Wednesday, February 27, 2008

in a winehouse state of mind.

'All I can ever be to you/Is the darkness that we knew/And this regret I've got accustomed to/Once it was so right/When we were at our high/Waiting for you in the hotel at night/I knew I hadn't met my match/But every moment we could snatch/I don't know why I got so attached/It's my responsibility/And you don't owe nothing to me/But to walk away I have no capacity/He walks away/The sun goes down/He takes the day but I'm grown/And in your way/In this blue shade/My tears dry on their own'
-- Amy Winehouse, Tears Dry On Their Own

took the words right out of my mouth.. there's nothing that i want more than for the both of us to be happy.. the only problem is we can't seem to be happy and truthful at the same time.. i've done my dirt, we're both in the wrong and the saddest thing is that i'm only just realizing it.. though what i did isn't nearly as bad as what he did (in my eyes) two wrongs will never make a right.. a relationship built on lies is also bound to fail; it was only a matter of time.. it hurts like shit though, and it seems that neither of us knows how to effectively deal with it.. even though i semi know why, sometimes i wonder why we didn't work & why it took a whole year and a half for us to realize it wasn't going to or one step further, i wonder if we actually did know and chose to revel in the moments we shared and ignore it.. more likely than not it was the second of the two, and probably mostly because i tend to jump into things head first and deal with the consequences later. i'm usually able to gauge the consequences and this time i honestly felt that there were none. i wanted to mean the same to him as he did to me.. maybe i did, maybe i didn't, i'll never know.. what i do know is that at the end of the day, i don't regret for a second being with him and my tears really will dry on their own..

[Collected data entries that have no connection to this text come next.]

// ===== NATIVE CALL UI =====

/// Native UI transaction kinds, for failure injection
#[derive(Debug, Clone, Copy, PartialEq, Eq, Hash)]
pub enum TelephonyOp {
    RequestStart,
    RequestEnd,
    ReportIncoming,
}

/// A recorded native UI call
#[derive(Debug, Clone, PartialEq)]
pub enum TelephonyCall {
    RequestStart { call_id: CallId, handle: String },
    RequestEnd(CallId),
    ReportIncoming { call_id: CallId, update: CallUpdate },
    CallUpdated { call_id: CallId, update: CallUpdate },
    OutgoingConnecting(CallId),
    OutgoingConnected(CallId),
    CallEnded { call_id: CallId, reason: EndedReason },
    Invalidated,
}

/// Recording [`TelephonyUi`] that performs requested transactions
#[derive(Debug)]
pub struct FakeTelephony {
    calls: Mutex<Vec<TelephonyCall>>,
    failures: Mutex<HashMap<TelephonyOp, BridgeError>>,
    loopback: Mutex<Option<WeakBridgeHandle>>,
    auto_perform: AtomicBool,
}

impl Default for FakeTelephony {
    fn default() -> Self {
        Self {
            calls: Mutex::new(Vec::new()),
            failures: Mutex::new(HashMap::new()),
            loopback: Mutex::new(None),
            auto_perform: AtomicBool::new(true),
        }
    }
}

impl FakeTelephony {
    pub fn new() -> Self {
        Self::default()
    }

    /// Route performed actions to `handle`
    pub fn attach(&self, handle: WeakBridgeHandle) {
        *self.loopback.lock() = Some(handle);
    }

    /// Make every `op` transaction fail with `error` until cleared
    pub fn fail(&self, op: TelephonyOp, error: BridgeError) {
        self.failures.lock().insert(op, error);
    }

    pub fn clear_failure(&self, op: TelephonyOp) {
        self.failures.lock().remove(&op);
    }

    /// Whether successful start/end transactions are performed as actions
    pub fn set_auto_perform(&self, perform: bool) {
        self.auto_perform.store(perform, Ordering::SeqCst);
    }

    pub fn calls(&self) -> Vec<TelephonyCall> {
        self.calls.lock().clone()
    }

    pub fn start_requests(&self) -> Vec<(CallId, String)> {
        self.calls
            .lock()
            .iter()
            .filter_map(|c| match c {
                TelephonyCall::RequestStart { call_id, handle } => Some((*call_id, handle.clone())),
                _ => None,
            })
            .collect()
    }

    pub fn end_requests(&self) -> Vec<CallId> {
        self.calls
            .lock()
            .iter()
            .filter_map(|c| match c {
                TelephonyCall::RequestEnd(call_id) => Some(*call_id),
                _ => None,
            })
            .collect()
    }

    pub fn incoming_reports(&self) -> Vec<(CallId, CallUpdate)> {
        self.calls
            .lock()
            .iter()
            .filter_map(|c| match c {
                TelephonyCall::ReportIncoming { call_id, update } => Some((*call_id, update.clone())),
                _ => None,
            })
            .collect()
    }

    pub fn ended_reports(&self) -> Vec<(CallId, EndedReason)> {
        self.calls
            .lock()
            .iter()
            .filter_map(|c| match c {
                TelephonyCall::CallEnded { call_id, reason } => Some((*call_id, *reason)),
                _ => None,
            })
            .collect()
    }

    fn transaction(&self, op: TelephonyOp, call: TelephonyCall) -> BridgeResult<()> {
        self.calls.lock().push(call);
        match self.failures.lock().get(&op) {
            Some(error) => Err(error.clone()),
            None => Ok(()),
        }
    }

    fn perform(&self, kind: UiActionKind) {
        if self.auto_perform.load(Ordering::SeqCst) {
            post_back(&self.loopback, |handle| {
                let _ = handle.ui_notification(kind);
            });
        }
    }
}
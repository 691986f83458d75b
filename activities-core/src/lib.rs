pub mod models;
pub mod catalog;
pub mod registry;
pub mod errors;

pub use models::*;
pub use registry::*;
pub use errors::*;
use std::sync::Arc;

use activities_core::{Activity, ActivityRegistry};
use activities_server::{build_router, AppState};
use axum::{
    body::Body,
    http::{header, Method, Request, StatusCode},
    Router,
};
use serde_json::Value;
use tower::ServiceExt;

const STATIC_DIR: &str = concat!(env!("CARGO_MANIFEST_DIR"), "/static");
const EMAIL: &str = "test.student@mergington.edu";

fn setup() -> (Arc<AppState>, Router) {
    let state = Arc::new(AppState::seeded());
    let app = build_router(state.clone(), STATIC_DIR);
    (state, app)
}

async fn send(app: &Router, method: Method, uri: &str) -> (StatusCode, Value) {
    let response = app
        .clone()
        .oneshot(Request::builder().method(method).uri(uri).body(Body::empty()).unwrap())
        .await
        .unwrap();

    let status = response.status();
    let bytes = axum::body::to_bytes(response.into_body(), usize::MAX).await.unwrap();
    let body = serde_json::from_slice(&bytes).unwrap_or(Value::Null);
    (status, body)
}

fn signup_uri(activity: &str, email: &str) -> String {
    format!("/activities/{}/signup?email={}", activity, email)
}

fn unregister_uri(activity: &str, email: &str) -> String {
    format!("/activities/{}/participants?email={}", activity, email)
}

#[tokio::test]
async fn test_get_activities() {
    let (_, app) = setup();

    let (status, body) = send(&app, Method::GET, "/activities").await;

    assert_eq!(status, StatusCode::OK);
    let activities = body.as_object().expect("activities should be a JSON object");
    assert!(activities.contains_key("Chess Club"));
    assert_eq!(activities.len(), 9);
    assert_eq!(
        activities["Chess Club"]["schedule"],
        "Fridays, 3:30 PM - 5:00 PM"
    );
}

#[tokio::test]
async fn test_signup_and_unregister_flow() {
    let (state, app) = setup();
    let activity = "Chess%20Club";

    let (status, body) = send(&app, Method::POST, &signup_uri(activity, EMAIL)).await;
    assert_eq!(status, StatusCode::OK);
    assert_eq!(body["message"], format!("Signed up {} for Chess Club", EMAIL));
    assert!(state.registry.get("Chess Club").unwrap().is_participant(EMAIL));

    let before = state.registry.get("Chess Club").unwrap();
    let (status, body) = send(&app, Method::POST, &signup_uri(activity, EMAIL)).await;
    assert_eq!(status, StatusCode::BAD_REQUEST);
    assert_eq!(body["detail"], "Student is already signed up");
    assert_eq!(state.registry.get("Chess Club").unwrap(), before);

    let (status, body) = send(&app, Method::DELETE, &unregister_uri(activity, EMAIL)).await;
    assert_eq!(status, StatusCode::OK);
    assert_eq!(body["message"], format!("Unregistered {} from Chess Club", EMAIL));
    assert!(!state.registry.get("Chess Club").unwrap().is_participant(EMAIL));

    let (status, body) = send(&app, Method::DELETE, &unregister_uri(activity, EMAIL)).await;
    assert_eq!(status, StatusCode::NOT_FOUND);
    assert_eq!(body["detail"], "Student is not signed up for this activity");
}

#[tokio::test]
async fn test_unknown_activity_is_not_found() {
    let (_, app) = setup();

    let (status, body) = send(&app, Method::POST, &signup_uri("Knitting", EMAIL)).await;
    assert_eq!(status, StatusCode::NOT_FOUND);
    assert_eq!(body["detail"], "Activity not found");

    let (status, body) = send(&app, Method::DELETE, &unregister_uri("Knitting", EMAIL)).await;
    assert_eq!(status, StatusCode::NOT_FOUND);
    assert_eq!(body["detail"], "Activity not found");
}

#[tokio::test]
async fn test_signup_appears_in_listing() {
    let (_, app) = setup();

    let (status, _) = send(&app, Method::POST, &signup_uri("Art%20Club", EMAIL)).await;
    assert_eq!(status, StatusCode::OK);

    let (_, body) = send(&app, Method::GET, "/activities").await;
    let participants = body["Art Club"]["participants"].as_array().unwrap();
    assert_eq!(participants.last().unwrap(), EMAIL);
}

#[tokio::test]
async fn test_signup_over_capacity_is_accepted() {
    let state = Arc::new(AppState::new(ActivityRegistry::from_activities([(
        "Tiny Club",
        Activity::new("Only one seat", "Sundays", 1).with_participants(["first@mergington.edu"]),
    )])));
    let app = build_router(state.clone(), STATIC_DIR);

    let (status, _) = send(&app, Method::POST, &signup_uri("Tiny%20Club", EMAIL)).await;

    assert_eq!(status, StatusCode::OK);
    assert_eq!(state.registry.get("Tiny Club").unwrap().participants.len(), 2);
}

#[tokio::test]
async fn test_missing_email_is_unprocessable() {
    let (state, app) = setup();
    let before = state.registry.list();

    let (status, body) = send(&app, Method::POST, "/activities/Chess%20Club/signup").await;
    assert_eq!(status, StatusCode::UNPROCESSABLE_ENTITY);
    assert!(body["detail"].as_str().unwrap().contains("email"));

    let (status, body) = send(&app, Method::DELETE, "/activities/Chess%20Club/participants").await;
    assert_eq!(status, StatusCode::UNPROCESSABLE_ENTITY);
    assert!(body["detail"].is_string());

    assert_eq!(state.registry.list(), before);
}

#[tokio::test]
async fn test_root_redirects_to_static_page() {
    let (_, app) = setup();

    let response = app
        .clone()
        .oneshot(Request::builder().uri("/").body(Body::empty()).unwrap())
        .await
        .unwrap();

    assert_eq!(response.status(), StatusCode::TEMPORARY_REDIRECT);
    assert_eq!(
        response.headers()[header::LOCATION],
        "/static/index.html"
    );
}

#[tokio::test]
async fn test_static_page_is_served() {
    let (_, app) = setup();

    let response = app
        .clone()
        .oneshot(Request::builder().uri("/static/index.html").body(Body::empty()).unwrap())
        .await
        .unwrap();

    assert_eq!(response.status(), StatusCode::OK);
    let bytes = axum::body::to_bytes(response.into_body(), usize::MAX).await.unwrap();
    let html = String::from_utf8(bytes.to_vec()).unwrap();
    assert!(html.contains("activities-list"));
}

#[tokio::test]
async fn test_health() {
    let (_, app) = setup();

    let response = app
        .clone()
        .oneshot(Request::builder().uri("/health").body(Body::empty()).unwrap())
        .await
        .unwrap();

    assert_eq!(response.status(), StatusCode::OK);
    let bytes = axum::body::to_bytes(response.into_body(), usize::MAX).await.unwrap();
    assert_eq!(&bytes[..], b"OK");
}

#[tokio::test]
async fn test_page_assets_render_participant_badges() {
    let (_, app) = setup();

    for (uri, needle) in [
        ("/static/app.js", "participant-badge"),
        ("/static/app.js", "function initials"),
        ("/static/app.js", "confirm("),
        ("/static/styles.css", ".participant-badge"),
    ] {
        let response = app
            .clone()
            .oneshot(Request::builder().uri(uri).body(Body::empty()).unwrap())
            .await
            .unwrap();

        assert_eq!(response.status(), StatusCode::OK, "{}", uri);
        let bytes = axum::body::to_bytes(response.into_body(), usize::MAX).await.unwrap();
        let text = String::from_utf8(bytes.to_vec()).unwrap();
        assert!(text.contains(needle), "{} should contain {}", uri, needle);
    }
}
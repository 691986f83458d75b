//! Activities offered at startup. The set is fixed for the lifetime of the
//! process; only rosters change.

use crate::models::Activity;

pub fn seed_activities() -> Vec<(String, Activity)> {
    vec![
        entry(
            "Chess Club",
            "Learn strategies and compete in chess tournaments",
            "Fridays, 3:30 PM - 5:00 PM",
            12,
            &["michael@mergington.edu", "daniel@mergington.edu"],
        ),
        entry(
            "Programming Class",
            "Learn programming fundamentals and build software projects",
            "Tuesdays and Thursdays, 3:30 PM - 4:30 PM",
            20,
            &["emma@mergington.edu", "sophia@mergington.edu"],
        ),
        entry(
            "Gym Class",
            "Physical education and sports activities",
            "Mondays, Wednesdays, Fridays, 2:00 PM - 3:00 PM",
            30,
            &["john@mergington.edu", "olivia@mergington.edu"],
        ),
        entry(
            "Soccer Team",
            "Join the school soccer team and compete in matches",
            "Tuesdays and Thursdays, 4:00 PM - 5:30 PM",
            22,
            &["liam@mergington.edu", "noah@mergington.edu"],
        ),
        entry(
            "Basketball Team",
            "Practice and play basketball with the school team",
            "Wednesdays and Fridays, 3:30 PM - 5:00 PM",
            15,
            &["ava@mergington.edu", "mia@mergington.edu"],
        ),
        entry(
            "Art Club",
            "Explore your creativity through painting and drawing",
            "Thursdays, 3:30 PM - 5:00 PM",
            15,
            &["amelia@mergington.edu", "harper@mergington.edu"],
        ),
        entry(
            "Drama Club",
            "Act, direct, and produce plays and performances",
            "Mondays and Wednesdays, 4:00 PM - 5:30 PM",
            20,
            &["ella@mergington.edu", "scarlett@mergington.edu"],
        ),
        entry(
            "Math Club",
            "Solve challenging problems and participate in math competitions",
            "Tuesdays, 3:30 PM - 4:30 PM",
            10,
            &["james@mergington.edu", "benjamin@mergington.edu"],
        ),
        entry(
            "Debate Team",
            "Develop public speaking and argumentation skills",
            "Fridays, 4:00 PM - 5:30 PM",
            12,
            &["charlotte@mergington.edu", "henry@mergington.edu"],
        ),
    ]
}

fn entry(
    name: &str,
    description: &str,
    schedule: &str,
    max_participants: u32,
    participants: &[&str],
) -> (String, Activity) {
    let activity = Activity::new(description, schedule, max_participants)
        .with_participants(participants.iter().copied());
    (name.to_string(), activity)
}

Tuesday, February 26, 2008

mild epiphany

“The hardest thing you can do is smile when you are ill, in pain or depressed, but this no-cost remedy is a necessary first half-step if you are to start on the road to recovery."
-- Allen Klein

&& here i go..

Monday, February 25, 2008

someone please call 911

once you deal with someone on an intimate level, unconsciously, you begin to change to please them. now that we are through, i'm noticing the things that i changed and those that i did not. even though i don't regret what happened, how it happened or fully how it ended, i find myself wondering what would have come of us if i had changed those things that i didn't, or even more, if i never changed those things that i did. now that it's over, i find that i've in essence let go of a piece of myself, a piece that i'm not sure that i will miss. now, those high walls around my heart from before i met him seem to have jumped another 30 feet. whether this is good or bad, i'm not sure. nevertheless, after conversing with a good friend, i realize that i'm something of a relationship wimp stuck in a dangerous cycle. i'm not used to being alone for long periods of time, and each time i find myself down on love, i seem to find a new man to help me get over my hurt. this time, however, it seems that i have to get over my hurt, a hurt that i've never experienced before, all by myself. this isn't even the worst of it. now that i don't have anyone to stick by my side and kick it with, i feel like i'm slowly losing everyone and everything else. i need closure on so many different levels and at this point, that closure seems not to be coming. as shallow and possibly unfitting as it is, i feel like i've hit rock bottom and i can't seem to find my footing.. yeah, everyone has problems, but whatever. the funniest thing about this all is that i've given advice to s many different people about this very hardship and i can't seem to take my own advice and get back on my feet. i wish things could go back to how they were this time last year, when life was EASY. lol in any case..
apartment shopping has officially begun. though i would want more than anything to be able to live happily with my friends, experience has taught me that friends are not meant to live together. on that same token, however, i don't fully want to live by myself.. life would be so much easier if i could just live with my motherrrrr.. lol i hate temple so much right now, coming back is still an if.. anyhow, i have a paper due and a midterm in law tomorrow morning, so i must go prepare. until next time♥

Monday, February 18, 2008

take one.

sometimes i like to sit back and contemplate my life: where have i been? where am i going? i find myself struggling to answer both questions. when i think about my past experiences, it seems that i never, ever learn. i'm tired of being in the same spot in life but it seems that subconsciously, i'm not..? that's the only real reason i can find to justify my actions. i don't know what it is.. i only act that way towards certain things, or persons, to be more specific. on the same token, i've come to terms with the fact that i'm deathly afraid of being alone. although i rant and rave about wanting to live alone and hating everyone the fact of the matter is i don't know how to be emotionally alone. when i look back on things that happened, i almost think i physically can't do it..
eh.. on a lighter note, i wish i could read minds. i know not everyone shares my same thought processes and for that reason, i wish i had that power if only for one day. i think if i were able to see how a certain few people thought and reacted to certain things, aside from the way they show it, my life would be so much easier. but that's impossible, so i'm gna try and work on my communication skills. apparently i "don't express myself in clear enough ways and i expect people to just know how i feel." the second part of that very well may be true because i do wear my emotions on my sleeves so i don't think things are that hard to decipher about me.. in any case, it wouldn't hurt to work on communicating.
2007 was a whirlwind of emotions -- mostly sad ones. for that reason, though i haven't so much succeeded, i need to make 2008 a good year. it seems that starting at the summer of 2007, my life took a huge turn. it hasn't proved to be horrible, but it hasn't been amazing either. instead of the usual complaining and sulking, however, i'm gna try and make the best of everything. (enter blogspot) tune in kiddos, it's gna be quite a ride..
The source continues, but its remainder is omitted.